→ PROBLEM
The records below hold a stretch from the line with "pub fn open(location: &StoreLocation, limits: TxnLimits)" through the line with "StoreLocation::Memory => Database::builder()"; return exactly those lines, ends included, and nothing more.

Records from a data source
————————
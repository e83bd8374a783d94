//! Storage engine seam.
//!
//! [`RouteStore`](super::RouteStore) only talks to a [`KvBackend`]. The redb
//! implementation below is the one the server ships with; it also enforces a
//! per-transaction budget so oversize batches fail the same way they would on
//! an engine with a hard transaction limit.

use std::path::{Path, PathBuf};

use redb::backends::InMemoryBackend;
use redb::{Database, ReadableDatabase, ReadableTable, TableDefinition, WriteTransaction};

use super::StoreError;

const ROUTES: TableDefinition<&str, &[u8]> = TableDefinition::new("routes");

/// A transactional key → bytes engine.
pub trait KvBackend: Send + Sync + 'static {
    /// Write transaction type.
    type Batch: WriteBatch;

    /// Read one key in its own read transaction.
    fn get(&self, key: &str) -> Result<Option<Vec<u8>>, StoreError>;

    /// Open a write transaction.
    fn begin_write(&self) -> Result<Self::Batch, StoreError>;

    /// Read every entry, in key order, under a single read transaction.
    fn scan(&self) -> Result<Vec<(String, Vec<u8>)>, StoreError>;
}

/// An open write transaction.
///
/// Dropping a batch without calling [`WriteBatch::commit`] discards it.
pub trait WriteBatch {
    /// Read a key inside this transaction, seeing its own pending writes.
    fn get(&mut self, key: &str) -> Result<Option<Vec<u8>>, StoreError>;

    /// Stage a write. Returns [`StoreError::TxnTooBig`] if the entry would
    /// push the transaction over the backend's limit; the batch is left
    /// unchanged in that case and can still be committed.
    fn set(&mut self, key: &str, value: &[u8]) -> Result<(), StoreError>;

    /// Stage a removal.
    fn delete(&mut self, key: &str) -> Result<(), StoreError>;

    /// Commit all staged changes atomically.
    fn commit(self) -> Result<(), StoreError>;
}

/// Where the database lives.
#[derive(Debug, Clone, PartialEq, Eq)]
pub enum StoreLocation {
    /// A database file on disk; parent directories are created on open.
    Path(PathBuf),
    /// A throwaway in-memory database.
    Memory,
}

/// Upper bounds for a single write transaction.
#[derive(Debug, Clone, Copy, PartialEq, Eq)]
pub struct TxnLimits {
    /// Sum of key and value lengths staged in one transaction.
    pub max_bytes: usize,
    /// Number of writes staged in one transaction.
    pub max_entries: usize,
}

impl Default for TxnLimits {
    fn default() -> Self {
        Self {
            max_bytes: 8 * 1024 * 1024,
            max_entries: 10_000,
        }
    }
}

fn backend<E: std::fmt::Display>(e: E) -> StoreError {
    StoreError::Backend(e.to_string())
}

/// redb-backed engine.
pub struct RedbBackend {
    db: Database,
    limits: TxnLimits,
}

impl RedbBackend {
    /// Open or create the database and make sure the routes table exists.
    pub fn open(location: &StoreLocation, limits: TxnLimits) -> Result<Self, StoreError> {
        let db = match location {
            StoreLocation::Path(path) => {
                create_parent(path)?;
                Database::create(path).map_err(backend)?
            }
            StoreLocation::Memory => Database::builder()
                .create_with_backend(InMemoryBackend::new())
                .map_err(backend)?,
        };

        let txn = db.begin_write().map_err(backend)?;
        txn.open_table(ROUTES).map_err(backend)?;
        txn.commit().map_err(backend)?;

        Ok(Self { db, limits })
    }
}

fn create_parent(path: &Path) -> Result<(), StoreError> {
    if let Some(parent) = path.parent().filter(|p| !p.as_os_str().is_empty()) {
        std::fs::create_dir_all(parent).map_err(|source| StoreError::Io {
            path: parent.to_path_buf(),
            source,
        })?;
    }
    Ok(())
}

impl KvBackend for RedbBackend {
    type Batch = RedbBatch;

    fn get(&self, key: &str) -> Result<Option<Vec<u8>>, StoreError> {
        let txn = self.db.begin_read().map_err(backend)?;
        let table = txn.open_table(ROUTES).map_err(backend)?;
        let value = table.get(key).map_err(backend)?.map(|v| v.value().to_vec());
        Ok(value)
    }

    fn begin_write(&self) -> Result<RedbBatch, StoreError> {
        Ok(RedbBatch {
            txn: self.db.begin_write().map_err(backend)?,
            limits: self.limits,
            pending_bytes: 0,
            pending_entries: 0,
        })
    }

    fn scan(&self) -> Result<Vec<(String, Vec<u8>)>, StoreError> {
        let txn = self.db.begin_read().map_err(backend)?;
        let table = txn.open_table(ROUTES).map_err(backend)?;

        let mut entries = Vec::new();
        for item in table.iter().map_err(backend)? {
            let (k, v) = item.map_err(backend)?;
            entries.push((k.value().to_string(), v.value().to_vec()));
        }
        Ok(entries)
    }
}

/// Write transaction on a [`RedbBackend`].
pub struct RedbBatch {
    txn: WriteTransaction,
    limits: TxnLimits,
    pending_bytes: usize,
    pending_entries: usize,
}

impl WriteBatch for RedbBatch {
    fn get(&mut self, key: &str) -> Result<Option<Vec<u8>>, StoreError> {
        let table = self.txn.open_table(ROUTES).map_err(backend)?;
        let value = table.get(key).map_err(backend)?.map(|v| v.value().to_vec());
        Ok(value)
    }

    fn set(&mut self, key: &str, value: &[u8]) -> Result<(), StoreError> {
        let cost = key.len() + value.len();
        if self.pending_bytes + cost > self.limits.max_bytes
            || self.pending_entries + 1 > self.limits.max_entries
        {
            return Err(StoreError::TxnTooBig);
        }

        let mut table = self.txn.open_table(ROUTES).map_err(backend)?;
        table.insert(key, value).map_err(backend)?;

        self.pending_bytes += cost;
        self.pending_entries += 1;
        Ok(())
    }

    fn delete(&mut self, key: &str) -> Result<(), StoreError> {
        let mut table = self.txn.open_table(ROUTES).map_err(backend)?;
        table.remove(key).map_err(backend)?;
        Ok(())
    }

    fn commit(self) -> Result<(), StoreError> {
        self.txn.commit().map_err(backend)
    }
}
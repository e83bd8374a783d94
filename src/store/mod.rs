//! Persistent route store.
//!
//! # Data Flow
//! ```text
//! RouteRecord
//!     → record.rs (MessagePack, named fields)
//!     → backend.rs (KvBackend: redb table "routes", key = record key)
//!
//! put_all(records):
//!     set → TxnTooBig? → commit current txn → open new txn → retry same record
//!
//! redirect hits:
//!     hits.rs (in-memory counts per key) → periodic add_hits batch
//! ```
//!
//! # Design Decisions
//! - One writer at a time, many readers; isolation comes from the backend
//! - Undecodable values read as "absent", never as a panic
//! - A batch never silently drops a record: it either commits all of them
//!   or returns an error

pub mod backend;
pub mod hits;
pub mod record;

use std::collections::BTreeMap;
use std::path::PathBuf;
use std::sync::Arc;

use thiserror::Error;

pub use backend::{KvBackend, RedbBackend, StoreLocation, TxnLimits, WriteBatch};
pub use hits::HitRecorder;
pub use record::{CodecError, RouteRecord};

/// Errors from the route store.
#[derive(Debug, Error)]
pub enum StoreError {
    /// The storage engine reported a failure.
    #[error("storage backend error: {0}")]
    Backend(String),

    /// Filesystem failure while preparing the store location.
    #[error("failed to prepare store directory {path}: {source}")]
    Io {
        path: PathBuf,
        source: std::io::Error,
    },

    /// The current write transaction cannot take another entry.
    #[error("transaction size limit reached")]
    TxnTooBig,

    /// A single record exceeds the limit of an empty transaction.
    #[error("record '{key}' does not fit in a single transaction")]
    RecordTooLarge { key: String },

    #[error(transparent)]
    Codec(#[from] CodecError),
}

/// Outcome of a [`RouteStore::put_all`] call.
#[derive(Debug, Clone, Copy, Default, PartialEq, Eq)]
pub struct BatchReport {
    /// Records written.
    pub written: usize,
    /// Transactions committed to write them.
    pub transactions: usize,
}

#[derive(Default)]
struct Progress {
    report: BatchReport,
    /// Writes in the open transaction.
    staged: usize,
    /// Writes in transactions that already committed.
    committed: usize,
}

/// Typed handle over a [`KvBackend`].
///
/// Cheap to clone; all clones share the same database.
pub struct RouteStore<B: KvBackend = RedbBackend> {
    backend: Arc<B>,
}

impl<B: KvBackend> Clone for RouteStore<B> {
    fn clone(&self) -> Self {
        Self {
            backend: self.backend.clone(),
        }
    }
}

impl RouteStore<RedbBackend> {
    /// Open the store with default transaction limits.
    pub fn open(location: &StoreLocation) -> Result<Self, StoreError> {
        Self::open_with_limits(location, TxnLimits::default())
    }

    /// Open the store with explicit transaction limits.
    pub fn open_with_limits(location: &StoreLocation, limits: TxnLimits) -> Result<Self, StoreError> {
        let backend = RedbBackend::open(location, limits)?;
        tracing::info!(location = ?location, max_txn_bytes = limits.max_bytes, max_txn_entries = limits.max_entries, "Route store opened");
        Ok(Self::with_backend(backend))
    }
}

impl<B: KvBackend> RouteStore<B> {
    /// Wrap an already opened backend.
    pub fn with_backend(backend: B) -> Self {
        Self {
            backend: Arc::new(backend),
        }
    }

    /// Look up a single record.
    ///
    /// Missing keys, read failures and undecodable values all yield `None`.
    pub fn get(&self, key: &str) -> Option<RouteRecord> {
        let bytes = match self.backend.get(key) {
            Ok(Some(bytes)) => bytes,
            Ok(None) => return None,
            Err(e) => {
                tracing::warn!(key = %key, error = %e, "Route store read failed");
                return None;
            }
        };

        match RouteRecord::decode(&bytes) {
            Ok(record) => Some(record),
            Err(e) => {
                tracing::warn!(key = %key, error = %e, "Skipping undecodable route record");
                None
            }
        }
    }

    /// Save one record in its own transaction.
    pub fn put(&self, record: &RouteRecord) -> Result<(), StoreError> {
        let bytes = record.encode()?;
        let mut batch = self.backend.begin_write()?;
        match batch.set(&record.key, &bytes) {
            Err(StoreError::TxnTooBig) => Err(StoreError::RecordTooLarge {
                key: record.key.clone(),
            }),
            other => other,
        }?;
        batch.commit()
    }

    /// Save many records, splitting across transactions as needed.
    ///
    /// A record that hits the transaction limit is retried in a fresh
    /// transaction after the current one commits. Any other write failure
    /// aborts the uncommitted remainder and is returned; transactions that
    /// already committed stay committed.
    pub fn put_all<I>(&self, records: I) -> Result<BatchReport, StoreError>
    where
        I: IntoIterator<Item = RouteRecord>,
    {
        let mut records = records.into_iter().peekable();
        let mut progress = Progress::default();
        if records.peek().is_none() {
            return Ok(progress.report);
        }

        let mut batch = self.backend.begin_write()?;
        for record in records {
            let bytes = record.encode()?;
            batch = match self.stage(batch, &mut progress, &record.key, &bytes) {
                Ok(batch) => batch,
                Err(e) => {
                    tracing::error!(key = %record.key, committed = progress.committed, error = %e, "Write batch aborted");
                    return Err(e);
                }
            };
        }

        batch.commit()?;
        progress.report.transactions += 1;
        Ok(progress.report)
    }

    /// Read every decodable record under one read transaction.
    pub fn get_all(&self) -> Result<BTreeMap<String, RouteRecord>, StoreError> {
        let mut records = BTreeMap::new();
        for (key, bytes) in self.backend.scan()? {
            match RouteRecord::decode(&bytes) {
                Ok(record) => {
                    records.insert(key, record);
                }
                Err(e) => {
                    tracing::warn!(key = %key, error = %e, "Skipping undecodable route record");
                }
            }
        }
        Ok(records)
    }

    /// Remove a record. Removing a missing key is not an error.
    pub fn delete(&self, key: &str) -> Result<(), StoreError> {
        let mut batch = self.backend.begin_write()?;
        batch.delete(key)?;
        batch.commit()
    }

    /// Add accumulated hit counts, one `(key, target, hits)` per key.
    ///
    /// Each counter is read and rewritten inside the same write transaction,
    /// so a concurrent retarget is never overwritten with a stale target. A
    /// key with no decodable record is created pointing at `target`. Splits
    /// across transactions like [`RouteStore::put_all`].
    pub fn add_hits<I>(&self, hits: I) -> Result<BatchReport, StoreError>
    where
        I: IntoIterator<Item = (String, String, u64)>,
    {
        let mut hits = hits.into_iter().peekable();
        let mut progress = Progress::default();
        if hits.peek().is_none() {
            return Ok(progress.report);
        }

        let mut batch = self.backend.begin_write()?;
        for (key, target, count) in hits {
            let mut record = batch
                .get(&key)?
                .and_then(|bytes| RouteRecord::decode(&bytes).ok())
                .unwrap_or_else(|| RouteRecord::new(key.clone(), target));
            record.hit_count = record.hit_count.saturating_add(count);

            let bytes = record.encode()?;
            batch = self.stage(batch, &mut progress, &key, &bytes)?;
        }

        batch.commit()?;
        progress.report.transactions += 1;
        Ok(progress.report)
    }

    /// Stage one write, committing and reopening the batch when it is full.
    fn stage(&self, mut batch: B::Batch, progress: &mut Progress, key: &str, bytes: &[u8]) -> Result<B::Batch, StoreError> {
        match batch.set(key, bytes) {
            Ok(()) => {}
            Err(StoreError::TxnTooBig) if progress.staged == 0 => {
                return Err(StoreError::RecordTooLarge { key: key.to_string() });
            }
            Err(StoreError::TxnTooBig) => {
                batch.commit()?;
                progress.report.transactions += 1;
                progress.committed = progress.report.written;
                progress.staged = 0;
                tracing::debug!(
                    committed = progress.committed,
                    transactions = progress.report.transactions,
                    "Write batch full, continuing in a new transaction"
                );

                batch = self.backend.begin_write()?;
                match batch.set(key, bytes) {
                    Err(StoreError::TxnTooBig) => {
                        return Err(StoreError::RecordTooLarge { key: key.to_string() });
                    }
                    other => other?,
                }
            }
            Err(e) => return Err(e),
        }

        progress.staged += 1;
        progress.report.written += 1;
        Ok(batch)
    }

    /// Write raw bytes under `key`, bypassing the codec.
    #[cfg(test)]
    pub(crate) fn put_raw(&self, key: &str, bytes: &[u8]) -> Result<(), StoreError> {
        let mut batch = self.backend.begin_write()?;
        batch.set(key, bytes)?;
        batch.commit()
    }
}
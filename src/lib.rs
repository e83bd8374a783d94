//! Short-path redirect server with a hot-swappable route table.

pub mod admin;
pub mod config;
pub mod http;
pub mod lifecycle;
pub mod observability;
pub mod routing;
pub mod store;

pub use config::schema::Settings;
pub use http::{ActiveHandler, HttpServer};
pub use lifecycle::ReloadCoordinator;
pub use routing::RouteTable;
pub use store::{RouteRecord, RouteStore};
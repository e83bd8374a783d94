//! Semantic validation for route files and settings.
//!
//! # Design Decisions
//! - Returns all validation errors, not just the first
//! - Validation is a pure function of its input
//! - Runs before a route table or settings value is accepted

use std::collections::HashSet;

use axum::http::HeaderValue;
use thiserror::Error;

use crate::config::schema::Settings;
use crate::routing::normalize_key;

/// A single semantic problem.
#[derive(Debug, Clone, PartialEq, Eq, Error)]
pub enum ValidationError {
    #[error("route #{index} has an empty key")]
    EmptyKey { index: usize },

    #[error("route '{key}' has target '{target}', which is not an absolute URL")]
    InvalidTarget { key: String, target: String },

    #[error("route '{key}' is defined more than once")]
    DuplicateKey { key: String },

    #[error("{field} must be greater than zero")]
    Zero { field: &'static str },
}

/// Join errors for display.
pub fn format_errors(errors: &[ValidationError]) -> String {
    errors
        .iter()
        .map(ToString::to_string)
        .collect::<Vec<_>>()
        .join(", ")
}

/// Check route entries in file order.
pub fn validate_routes(entries: &[(String, String)]) -> Result<(), Vec<ValidationError>> {
    let mut errors = Vec::new();
    let mut seen = HashSet::new();

    for (index, (key, target)) in entries.iter().enumerate() {
        let key = normalize_key(key);
        if key.is_empty() {
            errors.push(ValidationError::EmptyKey { index });
            continue;
        }

        if !is_absolute_url(target) {
            errors.push(ValidationError::InvalidTarget {
                key: key.to_string(),
                target: target.clone(),
            });
        }

        if !seen.insert(key) {
            errors.push(ValidationError::DuplicateKey {
                key: key.to_string(),
            });
        }
    }

    if errors.is_empty() {
        Ok(())
    } else {
        Err(errors)
    }
}

/// The target must parse with a scheme and be usable as a `Location` value.
fn is_absolute_url(target: &str) -> bool {
    let parsed = match url::Url::parse(target) {
        Ok(url) => url,
        Err(_) => return false,
    };
    !parsed.cannot_be_a_base() && HeaderValue::from_str(target).is_ok()
}

/// Check numeric settings.
pub fn validate_settings(settings: &Settings) -> Result<(), Vec<ValidationError>> {
    let mut errors = Vec::new();

    if settings.listener.port == 0 {
        errors.push(ValidationError::Zero { field: "listener.port" });
    }
    if settings.timeouts.request_secs == 0 {
        errors.push(ValidationError::Zero { field: "timeouts.request_secs" });
    }
    if settings.store.max_txn_bytes == 0 {
        errors.push(ValidationError::Zero { field: "store.max_txn_bytes" });
    }
    if settings.store.max_txn_entries == 0 {
        errors.push(ValidationError::Zero { field: "store.max_txn_entries" });
    }
    if settings.store.hit_flush_secs == 0 {
        errors.push(ValidationError::Zero { field: "store.hit_flush_secs" });
    }

    if errors.is_empty() {
        Ok(())
    } else {
        Err(errors)
    }
}
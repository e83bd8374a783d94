//! Routing subsystem.
//!
//! # Data Flow
//! ```text
//! Route file or route store
//!     → config::source (parse, validate)
//!     → table.rs (normalize keys, freeze as RouteTable)
//!     → Arc<RouteTable> captured by a RedirectHandler
//!
//! Incoming request path
//!     → normalize_key (strip one leading '/')
//!     → RouteTable::resolve → target or miss
//! ```
//!
//! # Design Decisions
//! - Tables are immutable; a reload builds a new one
//! - O(1) exact-key lookup via HashMap, no prefix or pattern matching
//! - Keys are stored without the leading '/'

pub mod table;

pub use table::{normalize_key, RouteTable};
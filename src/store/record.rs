//! Route record type and its on-disk encoding.

use serde::{Deserialize, Serialize};
use thiserror::Error;

/// A persisted path → target mapping with its hit counter.
#[derive(Debug, Clone, PartialEq, Eq, Serialize, Deserialize)]
pub struct RouteRecord {
    /// Lookup key, stored without a leading `/`.
    pub key: String,

    /// Absolute redirect target.
    pub target: String,

    /// Number of redirects served for this key. Advisory only.
    #[serde(default)]
    pub hit_count: u64,
}

/// Errors from encoding or decoding a record.
#[derive(Debug, Error)]
pub enum CodecError {
    #[error("failed to encode route record: {0}")]
    Encode(#[from] rmp_serde::encode::Error),

    #[error("failed to decode route record: {0}")]
    Decode(#[from] rmp_serde::decode::Error),
}

impl RouteRecord {
    /// Create a record with a zero hit count.
    pub fn new(key: impl Into<String>, target: impl Into<String>) -> Self {
        Self {
            key: key.into(),
            target: target.into(),
            hit_count: 0,
        }
    }

    /// Encode as MessagePack with named fields.
    ///
    /// Field names travel with the value, so adding or reordering fields
    /// does not invalidate records already on disk.
    pub fn encode(&self) -> Result<Vec<u8>, CodecError> {
        Ok(rmp_serde::to_vec_named(self)?)
    }

    /// Decode bytes produced by [`RouteRecord::encode`].
    pub fn decode(bytes: &[u8]) -> Result<Self, CodecError> {
        Ok(rmp_serde::from_slice(bytes)?)
    }
}

#[cfg(test)]
mod tests {
    use super::*;

    #[test]
    fn test_round_trip() {
        let record = RouteRecord {
            key: "docs".into(),
            target: "https://example.com/docs?page=1".into(),
            hit_count: 42,
        };

        let bytes = record.encode().unwrap();
        assert_eq!(RouteRecord::decode(&bytes).unwrap(), record);
    }

    #[test]
    fn test_truncated_bytes_rejected() {
        let bytes = RouteRecord::new("a", "https://example.com/a").encode().unwrap();

        for cut in [0, 1, bytes.len() / 2, bytes.len() - 1] {
            assert!(
                RouteRecord::decode(&bytes[..cut]).is_err(),
                "decode accepted {} of {} bytes",
                cut,
                bytes.len()
            );
        }
    }

    #[test]
    fn test_garbage_rejected() {
        assert!(RouteRecord::decode(b"not a record").is_err());
        assert!(RouteRecord::decode(&[0xc1, 0xff, 0x00]).is_err());
    }

    #[test]
    fn test_missing_hit_count_defaults_to_zero() {
        #[derive(Serialize)]
        struct Legacy<'a> {
            key: &'a str,
            target: &'a str,
        }

        let bytes = rmp_serde::to_vec_named(&Legacy {
            key: "a",
            target: "https://example.com/a",
        })
        .unwrap();

        let record = RouteRecord::decode(&bytes).unwrap();
        assert_eq!(record.hit_count, 0);
        assert_eq!(record.target, "https://example.com/a");
    }
}
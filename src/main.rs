//! urlmap: redirect short paths to URLs.
//!
//! # Architecture Overview
//!
//! ```text
//!                 ┌──────────────────────────────────────────────────────┐
//!                 │                       urlmap                         │
//!                 │                                                      │
//!   GET /<key>    │  ┌─────────┐   ┌───────────────┐   ┌──────────────┐  │
//!   ──────────────┼─▶│  http   │──▶│ ActiveHandler │──▶│RedirectHandler│─┼──▶ 302 Location
//!                 │  │ server  │   │  (ArcSwap)    │   │ Arc<RouteTable>│ │
//!                 │  └─────────┘   └───────▲───────┘   └──────┬───────┘  │
//!                 │                        │ publish          │ miss     │
//!                 │                        │                  ▼          │
//!                 │  ┌───────────────┐     │          /list /static 404  │
//!   SIGUSR1 ──────┼─▶│    reload     │─────┘                  │          │
//!   file write ───┼─▶│  coordinator  │◀── config::source ◀────┤          │
//!   SIGTERM ──────┼─▶│               │         │              │          │
//!                 │  └───────────────┘         ▼              ▼          │
//!                 │                      route file     route store      │
//!                 │                                     (redb)           │
//!                 └──────────────────────────────────────────────────────┘
//! ```

use std::path::PathBuf;

use clap::{Parser, Subcommand};

use urlmap::admin;
use urlmap::config::schema::SourceKind;
use urlmap::config::validation::{format_errors, validate_settings};
use urlmap::config::{load_settings, Settings};
use urlmap::lifecycle::startup;
use urlmap::observability::logging;

#[derive(Parser)]
#[command(name = "urlmap", version)]
#[command(about = "Redirect short paths to URLs", long_about = None)]
struct Cli {
    /// Settings file (TOML)
    #[arg(short, long)]
    settings: Option<PathBuf>,

    /// Port to listen on [default: 8080]
    #[arg(short, long)]
    port: Option<u16>,

    /// Route file [default: ~/.map.json]
    #[arg(short = 'f', long = "routes")]
    routes: Option<PathBuf>,

    /// Where the live routes come from
    #[arg(long, value_enum)]
    source: Option<SourceKind>,

    /// Route store database file
    #[arg(long)]
    store: Option<PathBuf>,

    /// Do not reload when the route file changes
    #[arg(long)]
    no_watch: bool,

    /// Append logs to this file instead of stdout
    #[arg(long)]
    log_file: Option<PathBuf>,

    #[command(subcommand)]
    command: Option<Commands>,
}

#[derive(Subcommand)]
enum Commands {
    /// Run the redirect server (default)
    Serve,
    /// Copy every route from a route file into the store
    Import { file: PathBuf },
    /// Save one route in the store
    Add { key: String, url: String },
    /// Delete one route from the store
    Remove { key: String },
    /// Print the stored routes as JSON
    List,
}

impl Cli {
    fn settings(&self) -> Result<Settings, Box<dyn std::error::Error>> {
        let mut settings = match &self.settings {
            Some(path) => load_settings(path)?,
            None => Settings::default(),
        };

        if let Some(port) = self.port {
            settings.listener.port = port;
        }
        if let Some(routes) = &self.routes {
            settings.routes.file = routes.clone();
        }
        if let Some(source) = self.source {
            settings.routes.source = source;
        }
        if let Some(store) = &self.store {
            settings.store.path = store.clone();
            settings.store.in_memory = false;
        }
        if self.no_watch {
            settings.routes.watch = false;
        }
        if let Some(log_file) = &self.log_file {
            settings.logging.file = Some(log_file.clone());
        }

        validate_settings(&settings).map_err(|errors| format!("invalid settings: {}", format_errors(&errors)))?;
        Ok(settings)
    }
}

#[tokio::main]
async fn main() -> Result<(), Box<dyn std::error::Error>> {
    let cli = Cli::parse();
    let settings = cli.settings()?;

    logging::init(&settings.logging.filter, settings.logging.file.as_deref())?;

    match cli.command.unwrap_or(Commands::Serve) {
        Commands::Serve => {
            tracing::info!(version = env!("CARGO_PKG_VERSION"), "urlmap starting");
            match startup::serve(settings).await {
                Ok(outcome) => tracing::info!(outcome = ?outcome, "Shutdown complete"),
                Err(e) => {
                    tracing::error!(error = %e, "Startup failed");
                    return Err(e.into());
                }
            }
        }
        Commands::Import { file } => {
            let store = startup::open_store(&settings)?;
            let report = admin::import(&store, &file)?;
            println!("imported {} route(s) in {} transaction(s)", report.written, report.transactions);
        }
        Commands::Add { key, url } => {
            let store = startup::open_store(&settings)?;
            let record = admin::add(&store, &key, &url)?;
            println!("/{} -> {}", record.key, record.target);
        }
        Commands::Remove { key } => {
            let store = startup::open_store(&settings)?;
            if !admin::remove(&store, &key)? {
                eprintln!("no route for {}", key);
            }
        }
        Commands::List => {
            let store = startup::open_store(&settings)?;
            println!("{}", admin::list(&store)?);
        }
    }

    Ok(())
}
————————
→ RESPONSE TO THIS EXERCISE
    pub fn open(location: &StoreLocation, limits: TxnLimits) -> Result<Self, StoreError> {
        let db = match location {
            StoreLocation::Path(path) => {
                create_parent(path)?;
                Database::create(path).map_err(backend)?
            }
            StoreLocation::Memory => Database::builder()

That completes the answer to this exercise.